Task item = Locate the word "input" in the data below, then copy every line that holds it.

Records for the task =
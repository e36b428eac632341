//! # NMEA Snapshot
//!
//! This library decodes NMEA 0183 navigation sentences of the form
//! `$TTTTT,D1,D2,...,Dn*CC` into typed records and keeps a snapshot of the most
//! recently seen sentence.
//!
//! Supported types are `GPGGA`, `GPRMC`, `GPVTG`, `GPGSA`, `GPGSV`, `GPGLL`,
//! `GPZDA` and `GPGST`. Any other type code is accepted and reported as
//! [`ParsedSentence::Unsupported`].
//!
//! The parser is configurable to handle:
//! - Required, optional or disabled checksum validation
//! - Aggregation of satellite rows across the sentences of a GSV group
//!
//! Missing or malformed fields never fail a sentence; they read as empty text
//! or as the documented default of the field.
//!
//! ## Usage
//!
//! ```rust
//! use nmea_snapshot::{ChecksumMode, Parser, ParserConfig};
//!
//! let mut parser = Parser::with_config(ParserConfig::new(ChecksumMode::Optional));
//! parser.parse("$GPGGA,123519,4807.038,N,01131.000,E,1,08,0.9,545.4,M,46.9,M,,*47")?;
//!
//! let snapshot = parser.snapshot();
//! assert_eq!(snapshot.time, "123519");
//! assert_eq!(snapshot.formatted_latitude, "48.117300");
//!
//! println!("{}", parser.summary());
//! # Ok::<(), nmea_snapshot::Error>(())
//! ```

pub mod coordinate;
pub mod error;
pub mod parsing;
pub mod sentences;

mod accumulator;
mod nmea0183;
mod parse;
mod parser;
mod snapshot;
mod summary;

pub use accumulator::{GroupAccumulator, GroupState};
pub use coordinate::{Location, to_decimal, to_decimal_degrees};
pub use error::{ChecksumError, Error, FormatError, Result};
pub use nmea0183::{
    ChecksumMode, ParserConfig, checksum, format_checksum, is_valid_checksum, with_checksum,
};
pub use nmea_snapshot_derive::FromFields;
pub use parse::{FromField, FromFields, Fields};
pub use parser::Parser;
pub use sentences::{ParsedSentence, Satellite};
pub use snapshot::Snapshot;
pub use summary::Summary;

#[cfg(doctest)]
#[doc = include_str!("../README.md")]
struct README;
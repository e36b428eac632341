#[cfg(feature = "serde")]
use serde::{Deserialize, Serialize};

use crate::{
    self as nmea_snapshot, FromFields,
    coordinate::Location,
    parsing::utc_time,
    sentences::Quality,
};

/// GGA - Global Positioning System Fix Data
///
/// <https://gpsd.gitlab.io/gpsd/NMEA.html#_gga_global_positioning_system_fix_data>
///
/// ```text
///                                                      11
///         1         2       3 4        5 6 7  8   9  10 |  12 13  14
///         |         |       | |        | | |  |   |   | |   | |   |
///  $--GGA,hhmmss.ss,ddmm.mm,a,dddmm.mm,a,x,xx,x.x,x.x,M,x.x,M,x.x,xxxx*hh<CR><LF>
/// ```
#[cfg_attr(feature = "serde", derive(Serialize, Deserialize))]
#[cfg_attr(feature = "serde", serde(rename_all = "camelCase"))]
#[derive(Debug, Default, Clone, PartialEq, Eq, FromFields)]
pub struct GGA {
    /// Fix time in UTC, `hhmmss.ss`
    pub time: String,
    /// Latitude, `ddmm.mm`
    pub latitude: String,
    /// `N` or `S`
    pub lat_dir: String,
    /// Longitude, `dddmm.mm`
    pub longitude: String,
    /// `E` or `W`
    pub lon_dir: String,
    /// GPS Quality Indicator
    pub fix_quality: String,
    /// Number of satellites in use
    pub satellites: String,
    /// Horizontal Dilution of Precision
    pub hdop: String,
    /// Antenna altitude above/below mean sea level
    pub altitude: String,
    /// Units of the altitude, `M`
    pub altitude_units: String,
    /// Geoidal separation, negative when the geoid is below the WGS-84 ellipsoid
    pub geoid_separation: String,
    /// Units of the geoidal separation, `M`
    pub geoid_units: String,
}

impl GGA {
    pub fn fix_time(&self) -> Option<time::Time> {
        utc_time(&self.time)
    }

    pub fn quality(&self) -> Option<Quality> {
        Quality::from_raw(&self.fix_quality)
    }

    pub fn satellite_count(&self) -> Option<u8> {
        self.satellites.parse().ok()
    }

    pub fn location(&self) -> Option<Location> {
        Location::from_raw(&self.latitude, &self.lat_dir, &self.longitude, &self.lon_dir)
    }
}

#[cfg(test)]
mod tests {
    use super::*;
    use crate::Fields;

    #[test]
    fn test_gga_parsing() {
        let gga = GGA::from_fields(&Fields::split(
            "GPGGA,123519,4807.038,N,01131.000,E,1,08,0.9,545.4,M,46.9,M,,",
        ));

        assert_eq!(gga.time, "123519");
        assert_eq!(gga.latitude, "4807.038");
        assert_eq!(gga.lon_dir, "E");
        assert_eq!(gga.altitude, "545.4");
        assert_eq!(gga.altitude_units, "M");
        assert_eq!(gga.geoid_separation, "46.9");
        assert_eq!(gga.quality(), Some(Quality::GPSFix));
        assert_eq!(gga.satellite_count(), Some(8));
        assert!(gga.location().is_some());
    }

    #[test]
    fn test_gga_short_sentences() {
        let cases = ["GPGGA", "GPGGA,", "GPGGA,123519,4807.038", "GPGGA,,,,,,,,,"];

        for input in cases {
            let gga = GGA::from_fields(&Fields::split(input));
            assert_eq!(gga.altitude, "", "Failed: {input:?}");
            assert_eq!(gga.geoid_units, "", "Failed: {input:?}");
            assert!(gga.location().is_none(), "Failed: {input:?}");
        }
    }
}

Task answer =
        for input in cases {
            let gga = GGA::from_fields(&Fields::split(input));
            assert_eq!(gga.altitude, "", "Failed: {input:?}");
            assert_eq!(gga.geoid_units, "", "Failed: {input:?}");
            assert!(gga.location().is_none(), "Failed: {input:?}");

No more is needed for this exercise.